La Consulta is the term often used to refer to the Constitutional Court, and is taken from the name of the Court’s official residence at the Palazzo della Consulta in Piazza del Quirinale in Rome. The Palazzo della Consulta is an eighteenth-century building of great architectural beauty. Its physical location is an excellent symbolic expression of the institutional position of the Constitutional Court: it stands on Rome’s highest hill, the Colle del Quirinale opposite the Palazzo del Quirinale, official residence of the President of the Republic – the supreme representative institution of the Italian state, and appointed, like the Court, primarily to act as an impartial guarantor of the constitutional system – and at some distance from the buildings of “political” Rome and “judicial” Rome. Although the Court interacts with the world of politics, it is not itself a political institution in the strict sense. Its function is not to represent citizens by promoting policies or interests that they (or a majority of them) endorse at any given moment, but to guarantee universal respect for the basic law of the Republic, the Constitution. In carrying out this task, the Court also interacts with the Italian judiciary, but is not itself entirely a judicial institution either.

From the Papacy, to the Monarchy, to the Republic

From its construction until 1870, the Palazzo della Consulta was the seat of the Sacra Consulta, an ecclesiastical body with both civil and criminal jurisdiction. On the wall of one of its rooms one can still read the text of sentences meted out by the Sacra Consulta for crimes committed within the Papal States.

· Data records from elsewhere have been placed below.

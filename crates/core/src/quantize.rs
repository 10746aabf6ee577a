//! Quantisation primitives: symmetric abs-max int8.
//!
//! ```text
//! scale  = 127 / (max(|x|) over axes + ε)      (size 1 on every reduced axis)
//! values = clip(round(x · scale), -127, 127)
//! x̂      = values / scale
//! ```
//!
//! There is no zero-point: zero maps to zero exactly, and the round-trip
//! error of any element is at most half a step, `max|x| / 254`, of its group.

use candle_core::{DType, Device, Tensor};

use qdense_common::{QDenseError, Result};

/// Largest int8 magnitude used. The range is symmetric, so -128 is unused.
pub const INT8_MAX: f64 = 127.0;

/// Added to the group max before dividing, so all-zero groups stay finite.
pub const EPSILON: f64 = 1e-7;

// ── Int8 storage ────────────────────────────────────────────────────────────

/// Dense int8 tensor held on the host, one byte per element.
///
/// candle has no `i8` dtype, so the values are materialised into a float
/// carrier for contraction ([`Int8Tensor::to_tensor`]) and persisted as their
/// two's-complement bytes in a `U8` tensor ([`Int8Tensor::to_storage`]).
#[derive(Debug, Clone, PartialEq, Eq)]
pub struct Int8Tensor {
    data: Vec<i8>,
    dims: Vec<usize>,
}

impl Int8Tensor {
    pub fn zeros(dims: &[usize]) -> Self {
        Self {
            data: vec![0; dims.iter().product()],
            dims: dims.to_vec(),
        }
    }

    /// Take integer codes produced by [`abs_max_codes`].
    pub fn from_codes(codes: &Tensor) -> Result<Self> {
        let flat: Vec<f64> = codes.flatten_all()?.to_dtype(DType::F64)?.to_vec1()?;
        let data = flat
            .into_iter()
            .map(|v| checked_i8(v.round() as i64))
            .collect::<Result<Vec<i8>>>()?;
        Ok(Self {
            data,
            dims: codes.dims().to_vec(),
        })
    }

    /// Read back the `U8` bytes written by [`Int8Tensor::to_storage`].
    /// The byte `0x80` (-128) is outside the symmetric range and rejected.
    pub fn from_storage(t: &Tensor) -> Result<Self> {
        if t.dtype() != DType::U8 {
            return Err(QDenseError::UnsupportedDType(format!(
                "int8 values are stored as U8 bytes, got {:?}",
                t.dtype()
            )));
        }
        let flat: Vec<u8> = t.flatten_all()?.to_vec1()?;
        let data = flat
            .into_iter()
            .map(|b| checked_i8(b as i8 as i64))
            .collect::<Result<Vec<i8>>>()?;
        Ok(Self {
            data,
            dims: t.dims().to_vec(),
        })
    }

    pub fn to_storage(&self, device: &Device) -> Result<Tensor> {
        let data: Vec<u8> = self.data.iter().map(|&v| v as u8).collect();
        Ok(Tensor::from_vec(data, self.dims.clone(), device)?)
    }

    /// Float tensor holding the integer values exactly.
    pub fn to_tensor(&self, dtype: DType, device: &Device) -> Result<Tensor> {
        let data: Vec<f64> = self.data.iter().map(|&v| v as f64).collect();
        Ok(Tensor::from_vec(data, self.dims.clone(), device)?.to_dtype(dtype)?)
    }

    pub fn dims(&self) -> &[usize] {
        &self.dims
    }

    pub fn as_slice(&self) -> &[i8] {
        &self.data
    }
}

fn checked_i8(v: i64) -> Result<i8> {
    if v.abs() > INT8_MAX as i64 {
        return Err(QDenseError::InvalidArgument(format!(
            "int8 value {v} outside [-127, 127]"
        )));
    }
    Ok(v as i8)
}

/// Int8 values plus the keep-dims scale they were quantized with.
#[derive(Debug, Clone)]
pub struct QuantizedTensor {
    pub values: Int8Tensor,
    /// Operand layout, size 1 on every reduced axis.
    pub scale: Tensor,
}

impl QuantizedTensor {
    pub fn dequantize(&self) -> Result<Tensor> {
        let values = self
            .values
            .to_tensor(self.scale.dtype(), self.scale.device())?;
        dequantize(&values, &self.scale)
    }
}

// ── Abs-max quantisation ────────────────────────────────────────────────────

/// `127 / (max(|x|) + ε)` over `axes`, keeping reduced axes as size 1.
pub fn abs_max_scale(x: &Tensor, axes: &[usize]) -> Result<Tensor> {
    let mut max_abs = x.abs()?;
    for &axis in axes {
        max_abs = max_abs.max_keepdim(axis)?;
    }
    Ok(max_abs.affine(1.0, EPSILON)?.recip()?.affine(INT8_MAX, 0.0)?)
}

/// Quantize to integer codes held in `x`'s dtype. Returns `(codes, scale)`.
///
/// This is the form the forward pass wants: the codes feed straight into a
/// contraction without a trip through host memory.
pub fn abs_max_codes(x: &Tensor, axes: &[usize]) -> Result<(Tensor, Tensor)> {
    let scale = abs_max_scale(x, axes)?;
    let codes = x
        .broadcast_mul(&scale)?
        .round()?
        .clamp(-INT8_MAX, INT8_MAX)?;
    Ok((codes, scale))
}

/// Quantize `x` to int8 over `axes`.
pub fn abs_max_quantize(x: &Tensor, axes: &[usize]) -> Result<QuantizedTensor> {
    let (codes, scale) = abs_max_codes(x, axes)?;
    Ok(QuantizedTensor {
        values: Int8Tensor::from_codes(&codes)?,
        scale,
    })
}

/// `values / scale`, broadcasting the keep-dims scale.
pub fn dequantize(values: &Tensor, scale: &Tensor) -> Result<Tensor> {
    Ok(values.to_dtype(scale.dtype())?.broadcast_div(scale)?)
}

// ── Tests ───────────────────────────────────────────────────────────────────
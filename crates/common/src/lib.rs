//! # qdense-common: shared types
//!
//! Types shared across every crate in the workspace:
//!
//! * **[`EinsumDenseConfig`]**: layer configuration (serialised as JSON).
//! * **[`DTypePolicy`]** / **[`QuantizationMode`]**: float vs. int8 layers.
//! * **[`QDenseError`]**: the error taxonomy, with the [`Result`] alias.

pub mod config;
pub mod error;

pub use config::{
    Activation, DTypePolicy, EinsumDenseConfig, FloatDType, Initializer, OutputShape,
    QuantizationMode,
};
pub use error::{QDenseError, Result};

When Rome became pabrrt of the Kingdom of Italy in 1870, and the Palazzo del Quirinale became the official residence of the King, the Consulta was for a certain period the official residence of the royal heir, Prince Umberto of Savoy (the future King Umberto I) and his wife Margherita, and many of the decorations in the palace date to this period. Subsequently, it became the seat of the Ministry of Foreign Affairs, and, after the transferral of the Ministry to Palazzo Chigi (before it moved to “la Farnesina”), the seat of the Ministry for the Colonies of Italy in Africa. At the end of the Second World War, when Italy’s colonies had been lost, the Ministry was abolished, but its offices continued to occupy the building until 1955. In 1955, the building became the official seat of the newly formed Court.